Paris - Avec "Much Loved", le cinéaste Nabil Ayouch a voulu donner "une place" aux prostituées, ces femmes "invisibles" dans la société marocaine qu'il voit comme des "guerrières". Jugé immoral, le film a été interdit dans son pays.

Projeté cette semaine en compétition au Festival du film francophone d'Angoulême (sud-ouest de la France), en présence du réalisateur et de l'actrice Loubna Abidar, "Much Loved", qui sortira en France le 16 septembre, raconte l'histoire de Noha, Randa, Soukaina et Hlima.

Clients, soirées avec alcool et parfois danses lascives, mais aussi moments de complicité presque enfantine entre filles, visites compliquées à leur famille, échappée au bord de la mer... Le film raconte de manière réaliste et sensible les joies et les peines de ces femmes au langage parfois cru, mais aussi en souffrance dans une société qui les accepte mal.

"C'est un film qui parle non pas de la prostitution au sens générique du terme, mais de quatre femmes", a expliqué dans un entretien à l'AFP à Paris le réalisateur franco-marocain de 46 ans.

"Ce ne sont pas des femmes que j'avais envie de présenter comme des victimes. Elles mènent une vie dure, violente", mais "ce sont des guerrières, parce que malgré tout, elles occupent une place extrêmement importante, dans leurs rapports aux hommes et à la famille", affirme l'auteur d'"Ali Zaoua", sur les enfants des rues au Maroc, et des "Chevaux de Dieu", sur le parcours de jihadistes.

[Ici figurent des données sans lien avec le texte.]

//! The parameter bag threaded through a pipeline run.

use std::collections::BTreeMap;
use std::sync::Arc;

use crate::config::Config;
use crate::error::TaskError;
use crate::model::{FittedModel, TrainData};
use crate::storage::{Figure, Table};

/// Key under which the run configuration is seeded.
pub const CONFIG_KEY: &str = "config";

/// Named results returned by a task.
pub type Outputs = BTreeMap<String, Payload>;

/// A value stored in the bag.
#[derive(Debug, Clone)]
pub enum Payload {
    Config(Arc<Config>),
    Table(Table),
    TrainData(TrainData),
    Dict(serde_json::Value),
    Model(FittedModel),
    List(Vec<serde_json::Value>),
    Figure(Figure),
}

impl Payload {
    pub fn kind(&self) -> &'static str {
        match self {
            Payload::Config(_) => "config",
            Payload::Table(_) => "table",
            Payload::TrainData(_) => "train data",
            Payload::Dict(_) => "dict",
            Payload::Model(_) => "model",
            Payload::List(_) => "list",
            Payload::Figure(_) => "figure",
        }
    }
}

impl From<Table> for Payload {
    fn from(table: Table) -> Self {
        Payload::Table(table)
    }
}

impl From<TrainData> for Payload {
    fn from(data: TrainData) -> Self {
        Payload::TrainData(data)
    }
}

impl From<FittedModel> for Payload {
    fn from(model: FittedModel) -> Self {
        Payload::Model(model)
    }
}

impl From<serde_json::Value> for Payload {
    fn from(value: serde_json::Value) -> Self {
        Payload::Dict(value)
    }
}

/// Accumulated task outputs, keyed by name.
///
/// Later writes to a key replace earlier ones. Nothing is removed during a
/// run.
#[derive(Debug, Clone, Default)]
pub struct ParameterBag {
    entries: BTreeMap<String, Payload>,
}

impl ParameterBag {
    pub fn new() -> Self {
        Self::default()
    }

    /// A bag holding only the run configuration.
    pub fn seeded(config: Arc<Config>) -> Self {
        let mut bag = Self::new();
        bag.insert(CONFIG_KEY, Payload::Config(config));
        bag
    }

    pub fn insert(&mut self, key: impl Into<String>, value: Payload) -> Option<Payload> {
        self.entries.insert(key.into(), value)
    }

    /// Merges task outputs, overwriting existing keys.
    pub fn merge(&mut self, outputs: Outputs) {
        self.entries.extend(outputs);
    }

    pub fn get(&self, key: &str) -> Option<&Payload> {
        self.entries.get(key)
    }

    pub fn contains_key(&self, key: &str) -> bool {
        self.entries.contains_key(key)
    }

    pub fn keys(&self) -> impl Iterator<Item = &str> {
        self.entries.keys().map(String::as_str)
    }

    pub fn len(&self) -> usize {
        self.entries.len()
    }

    pub fn is_empty(&self) -> bool {
        self.entries.is_empty()
    }

    pub fn iter(&self) -> impl Iterator<Item = (&str, &Payload)> {
        self.entries.iter().map(|(k, v)| (k.as_str(), v))
    }

    fn typed<T>(
        &self,
        key: &str,
        expected: &'static str,
        extract: impl FnOnce(&Payload) -> Option<T>,
    ) -> Result<Option<T>, TaskError> {
        match self.entries.get(key) {
            None => Ok(None),
            Some(payload) => extract(payload).map(Some).ok_or_else(|| TaskError::InputType {
                key: key.to_string(),
                expected,
                found: payload.kind(),
            }),
        }
    }

    fn required<T>(&self, key: &str, value: Option<T>) -> Result<T, TaskError> {
        value.ok_or_else(|| TaskError::MissingInput {
            key: key.to_string(),
        })
    }

    /// The seeded run configuration.
    pub fn config(&self) -> Result<Arc<Config>, TaskError> {
        let config = self.typed(CONFIG_KEY, "config", |p| match p {
            Payload::Config(c) => Some(Arc::clone(c)),
            _ => None,
        })?;
        self.required(CONFIG_KEY, config)
    }

    pub fn table(&self, key: &str) -> Result<Option<Table>, TaskError> {
        self.typed(key, "table", |p| match p {
            Payload::Table(t) => Some(t.clone()),
            _ => None,
        })
    }

    pub fn require_table(&self, key: &str) -> Result<Table, TaskError> {
        let table = self.table(key)?;
        self.required(key, table)
    }

    pub fn train_data(&self, key: &str) -> Result<Option<TrainData>, TaskError> {
        self.typed(key, "train data", |p| match p {
            Payload::TrainData(d) => Some(d.clone()),
            _ => None,
        })
    }

    pub fn model(&self, key: &str) -> Result<Option<FittedModel>, TaskError> {
        self.typed(key, "model", |p| match p {
            Payload::Model(m) => Some(m.clone()),
            _ => None,
        })
    }

    pub fn dict(&self, key: &str) -> Result<Option<serde_json::Value>, TaskError> {
        self.typed(key, "dict", |p| match p {
            Payload::Dict(d) => Some(d.clone()),
            _ => None,
        })
    }
}

#[cfg(test)]
mod tests {
    use super::*;
    use crate::storage::Column;
    use serde_json::json;

    fn table() -> Table {
        Table::from_columns(vec![Column::float("x", vec![Some(1.0)])]).unwrap()
    }

    #[test]
    fn test_seeded_bag_holds_config() {
        let bag = ParameterBag::seeded(Arc::new(Config::default()));
        assert_eq!(bag.keys().collect::<Vec<_>>(), vec![CONFIG_KEY]);
        assert!(bag.config().is_ok());
    }

    #[test]
    fn test_merge_overwrites() {
        let mut bag = ParameterBag::new();
        bag.insert("x", Payload::Dict(json!(1)));

        let mut outputs = Outputs::new();
        outputs.insert("x".to_string(), Payload::Dict(json!(2)));
        outputs.insert("y".to_string(), Payload::Table(table()));
        bag.merge(outputs);

        assert_eq!(bag.len(), 2);
        assert_eq!(bag.dict("x").unwrap(), Some(json!(2)));
    }

    #[test]
    fn test_missing_and_wrong_kind() {
        let mut bag = ParameterBag::new();
        assert!(matches!(
            bag.config().unwrap_err(),
            TaskError::MissingInput { ref key } if key == CONFIG_KEY
        ));
        assert_eq!(bag.table("absent").unwrap(), None);

        bag.insert("feature_data", Payload::Dict(json!({})));
        let err = bag.require_table("feature_data").unwrap_err();
        assert!(matches!(
            err,
            TaskError::InputType { expected: "table", found: "dict", .. }
        ));
    }

    #[test]
    fn test_table_is_returned_unchanged() {
        let mut bag = ParameterBag::new();
        bag.insert("table", table().into());
        assert_eq!(bag.require_table("table").unwrap(), table());
    }
}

Nabil Ayouch a rencontré "200 ou 300 prostituées" pour réaliser "Much Loved".

"Ca a duré un an et demi", raconte-t-il. "Elles se sont racontées un peu comme on se raconte à un psychologue".

Il dit avoir été "assez longtemps interpellé, voire même fasciné" par "le rôle que ces femmes jouent dans la société, un rôle majeur, un rôle pilier, un rôle nié surtout".

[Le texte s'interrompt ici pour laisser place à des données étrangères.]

//! Tables and versioned file storage.
//!
//! # Overview
//!
//! - **Table**: an in-memory columnar frame with nullable typed columns
//! - **Schema**: declared column layouts with primary-key and enum checks
//! - **Arrow I/O**: Parquet (ZSTD) and CSV through `arrow`/`parquet`
//! - **Read/write**: `<base>/[<pipeline>/]<version>/<file>` access for
//!   tables, dictionaries, models, lists and figures
//!
//! # Usage
//!
//! ```rust,ignore
//! use forecast_forge::storage::{read_table, write_table, DataLocation};
//!
//! let location = DataLocation::new("data/raw", "dummy_data.csv")
//!     .with_time_connector("20240101_000000");
//! let table = read_table(&location)?;
//! write_table(&location.clone().with_time_connector("20240102_000000"), &table)?;
//! ```

pub mod arrow_io;
pub mod figure;
pub mod read_write;
pub mod schema;
pub mod table;

pub use figure::Figure;
pub use read_write::{
    read_dict, read_list, read_model, read_payload, read_table, read_table_with_schema,
    read_typed_dict, write_dict, write_figure, write_list, write_model, write_table, DataLocation,
    FileFormat, ReadType,
};
pub use schema::{normalize_column_name, FieldSpec, TableSchema, DUMMY_DATA};
pub use table::{Column, ColumnData, DType, Table};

Pour lui, la prostitution "est un sujet dont on parle beaucoup" au Maroc, "mais pas au cinéma, et en tout cas pas de manière aussi réaliste".

"J'avais le sentiment de l'aborder d'une manière qui pouvait et devait j'espère en tout cas interpeller", ajoute-t-il. "Parce que ces femmes dans leur représentation, que ce soit au cinéma, dans la littérature ou la peinture, sont quasiment invisibles dans le monde arabe. Et il me semblait important de leur donner une place, tout simplement, dans cet espace là".

-' Briser le miroir '

"Much Loved", qui a été présenté au dernier Festival de Cannes à la Quinzaine des réalisateurs, devait initialement sortir en salles à l'automne au Maroc.

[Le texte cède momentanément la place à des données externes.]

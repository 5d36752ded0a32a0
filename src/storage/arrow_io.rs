//! Arrow conversion plus Parquet and CSV files for [`Table`].

use std::fs::File;
use std::io::Seek;
use std::path::Path;
use std::sync::Arc;

use arrow::array::{
    Array, ArrayRef, BooleanArray, BooleanBuilder, Date32Array, Date32Builder, Float64Array,
    Float64Builder, Int64Array, Int64Builder, StringArray, StringBuilder,
};
use arrow::compute::{cast, concat_batches};
use arrow::datatypes::{DataType, Field, Schema, SchemaRef};
use arrow::record_batch::{RecordBatch, RecordBatchOptions};
use chrono::{Datelike, NaiveDate};
use parquet::arrow::arrow_reader::ParquetRecordBatchReaderBuilder;
use parquet::arrow::ArrowWriter;
use parquet::basic::Compression;
use parquet::file::properties::WriterProperties;

use crate::error::StorageError;

use super::table::{Column, ColumnData, Table};

/// Days between 0001-01-01 and 1970-01-01.
const UNIX_EPOCH_DAYS_FROM_CE: i32 = 719_163;

/// Rows sampled when inferring a CSV schema.
const CSV_INFER_RECORDS: usize = 1000;

fn date_to_days(date: NaiveDate) -> i32 {
    date.num_days_from_ce() - UNIX_EPOCH_DAYS_FROM_CE
}

fn days_to_date(days: i32) -> Option<NaiveDate> {
    NaiveDate::from_num_days_from_ce_opt(days.checked_add(UNIX_EPOCH_DAYS_FROM_CE)?)
}

/// Arrow schema of a table; every field is nullable.
pub fn table_schema(table: &Table) -> Schema {
    Schema::new(
        table
            .columns()
            .iter()
            .map(|c| Field::new(&c.name, arrow_type(&c.data), true))
            .collect::<Vec<_>>(),
    )
}

fn arrow_type(data: &ColumnData) -> DataType {
    match data {
        ColumnData::Float(_) => DataType::Float64,
        ColumnData::Int(_) => DataType::Int64,
        ColumnData::Text(_) => DataType::Utf8,
        ColumnData::Bool(_) => DataType::Boolean,
        ColumnData::Date(_) => DataType::Date32,
    }
}

fn column_to_array(data: &ColumnData) -> ArrayRef {
    match data {
        ColumnData::Float(values) => {
            let mut builder = Float64Builder::with_capacity(values.len());
            for v in values {
                builder.append_option(*v);
            }
            Arc::new(builder.finish())
        }
        ColumnData::Int(values) => {
            let mut builder = Int64Builder::with_capacity(values.len());
            for v in values {
                builder.append_option(*v);
            }
            Arc::new(builder.finish())
        }
        ColumnData::Text(values) => {
            let mut builder = StringBuilder::new();
            for v in values {
                builder.append_option(v.as_deref());
            }
            Arc::new(builder.finish())
        }
        ColumnData::Bool(values) => {
            let mut builder = BooleanBuilder::with_capacity(values.len());
            for v in values {
                builder.append_option(*v);
            }
            Arc::new(builder.finish())
        }
        ColumnData::Date(values) => {
            let mut builder = Date32Builder::with_capacity(values.len());
            for v in values {
                builder.append_option(v.map(date_to_days));
            }
            Arc::new(builder.finish())
        }
    }
}

/// Converts a table into a single Arrow record batch.
pub fn table_to_record_batch(table: &Table) -> Result<RecordBatch, StorageError> {
    let schema = Arc::new(table_schema(table));
    let columns: Vec<ArrayRef> = table
        .columns()
        .iter()
        .map(|c| column_to_array(&c.data))
        .collect();
    let options = RecordBatchOptions::new().with_row_count(Some(table.n_rows()));
    Ok(RecordBatch::try_new_with_options(schema, columns, &options)?)
}

fn downcast<'a, T: 'static>(
    name: &str,
    array: &'a ArrayRef,
) -> Result<&'a T, StorageError> {
    array
        .as_any()
        .downcast_ref::<T>()
        .ok_or_else(|| StorageError::UnsupportedColumnType {
            column: name.to_string(),
            data_type: array.data_type().to_string(),
        })
}

fn column_from_array(name: &str, array: &ArrayRef) -> Result<ColumnData, StorageError> {
    let len = array.len();
    let data = match array.data_type() {
        DataType::Int8
        | DataType::Int16
        | DataType::Int32
        | DataType::Int64
        | DataType::UInt8
        | DataType::UInt16
        | DataType::UInt32
        | DataType::UInt64 => {
            let casted = cast(array, &DataType::Int64)?;
            let arr = downcast::<Int64Array>(name, &casted)?;
            ColumnData::Int(
                (0..len)
                    .map(|i| if arr.is_null(i) { None } else { Some(arr.value(i)) })
                    .collect(),
            )
        }
        DataType::Float16 | DataType::Float32 | DataType::Float64 => {
            let casted = cast(array, &DataType::Float64)?;
            let arr = downcast::<Float64Array>(name, &casted)?;
            ColumnData::Float(
                (0..len)
                    .map(|i| if arr.is_null(i) { None } else { Some(arr.value(i)) })
                    .collect(),
            )
        }
        DataType::Utf8 | DataType::LargeUtf8 => {
            let casted = cast(array, &DataType::Utf8)?;
            let arr = downcast::<StringArray>(name, &casted)?;
            ColumnData::Text(
                (0..len)
                    .map(|i| {
                        if arr.is_null(i) {
                            None
                        } else {
                            Some(arr.value(i).to_string())
                        }
                    })
                    .collect(),
            )
        }
        DataType::Boolean => {
            let arr = downcast::<BooleanArray>(name, array)?;
            ColumnData::Bool(
                (0..len)
                    .map(|i| if arr.is_null(i) { None } else { Some(arr.value(i)) })
                    .collect(),
            )
        }
        DataType::Date32 | DataType::Date64 | DataType::Timestamp(_, _) => {
            let casted = cast(array, &DataType::Date32)?;
            let arr = downcast::<Date32Array>(name, &casted)?;
            ColumnData::Date(
                (0..len)
                    .map(|i| if arr.is_null(i) { None } else { days_to_date(arr.value(i)) })
                    .collect(),
            )
        }
        DataType::Null => ColumnData::Text(vec![None; len]),
        other => {
            return Err(StorageError::UnsupportedColumnType {
                column: name.to_string(),
                data_type: other.to_string(),
            })
        }
    };
    Ok(data)
}

/// Converts a record batch into a table.
pub fn record_batch_to_table(batch: &RecordBatch) -> Result<Table, StorageError> {
    let schema = batch.schema();
    let columns = schema
        .fields()
        .iter()
        .zip(batch.columns())
        .map(|(field, array)| {
            column_from_array(field.name(), array).map(|data| Column::new(field.name(), data))
        })
        .collect::<Result<Vec<_>, _>>()?;
    Ok(Table::from_columns(columns)?)
}

fn batches_to_table(schema: &SchemaRef, batches: &[RecordBatch]) -> Result<Table, StorageError> {
    let batch = concat_batches(schema, batches)?;
    record_batch_to_table(&batch)
}

fn create_file(path: &Path) -> Result<File, StorageError> {
    if let Some(parent) = path.parent() {
        std::fs::create_dir_all(parent).map_err(|e| StorageError::io(parent, e))?;
    }
    File::create(path).map_err(|e| StorageError::io(path, e))
}

/// Writes a table to a ZSTD-compressed Parquet file.
pub fn write_parquet(table: &Table, path: &Path) -> Result<(), StorageError> {
    let batch = table_to_record_batch(table)?;
    let file = create_file(path)?;
    let props = WriterProperties::builder()
        .set_compression(Compression::ZSTD(Default::default()))
        .build();

    let mut writer = ArrowWriter::try_new(file, batch.schema(), Some(props))?;
    writer.write(&batch)?;
    writer.close()?;

    tracing::debug!(path = %path.display(), rows = table.n_rows(), "Parquet file written");
    Ok(())
}

/// Reads a Parquet file into a table.
pub fn read_parquet(path: &Path) -> Result<Table, StorageError> {
    let file = File::open(path).map_err(|e| StorageError::io(path, e))?;
    let builder = ParquetRecordBatchReaderBuilder::try_new(file)?;
    let schema = builder.schema().clone();
    let reader = builder.build()?;

    let batches = reader.collect::<Result<Vec<_>, _>>()?;
    let table = batches_to_table(&schema, &batches)?;

    tracing::debug!(path = %path.display(), rows = table.n_rows(), "Parquet file loaded");
    Ok(table)
}

/// Writes a table to a CSV file with a header row.
pub fn write_csv(table: &Table, path: &Path) -> Result<(), StorageError> {
    let batch = table_to_record_batch(table)?;
    let file = create_file(path)?;
    let mut writer = arrow::csv::WriterBuilder::new().with_header(true).build(file);
    writer.write(&batch)?;
    Ok(())
}

/// Reads a CSV file with a header row, inferring column types.
pub fn read_csv(path: &Path) -> Result<Table, StorageError> {
    let mut file = File::open(path).map_err(|e| StorageError::io(path, e))?;
    let (schema, _) = arrow::csv::reader::Format::default()
        .with_header(true)
        .infer_schema(&mut file, Some(CSV_INFER_RECORDS))?;
    file.rewind().map_err(|e| StorageError::io(path, e))?;

    let schema = Arc::new(schema);
    let reader = arrow::csv::ReaderBuilder::new(schema.clone())
        .with_header(true)
        .build(file)?;
    let batches = reader.collect::<Result<Vec<_>, _>>()?;
    batches_to_table(&schema, &batches)
}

Mais des extraits sur l'internet comportant des danses suggestives et des propos à connotation sexuelle ont suscité une controverse et de violentes attaques contre l'équipe du film, dans un pays aux moeurs conservatrices.

Le gouvernement marocain a annoncé fin mai que le film serait interdit de projection car il comporte un "outrage grave aux valeurs morales et à la femme marocaine".

Nabil Ayouch dit avoir été "surpris par l'ampleur" de la polémique, "que tant de gens s'en soient emparés de cette façon là".

"Même si j'ai aussi reçu de nombreux soutiens au Maroc, j'ai été surpris par la haine, la violence, par ce que cela a révélé", ajoute-t-il.

"Quand on tend un miroir à une société, on peut faire le choix de se regarder ou de briser le miroir. Là en l'occurrence, ceux qui ont brisé le miroir n'ont rien réglé du tout", estime-t-il.

Or, pour lui, "avec ce film, on a l'occasion de porter sur le devant de la scène un vrai sujet, qui a des implications majeures au niveau sociétal".

Nabil Ayouch garde cependant "toujours espoir que le film puisse sortir au Maroc, puisse être débattu", et qu'il y ait "à un moment donné ou à un autre" une "place" pour "Much Loved".

"Même si la prostitution est universelle, je n'ai pas envie de m'imaginer que ce film (...), qui raconte à ce point une partie de cette société, ait une vie à l'étranger, dans le monde entier, sauf au Maroc".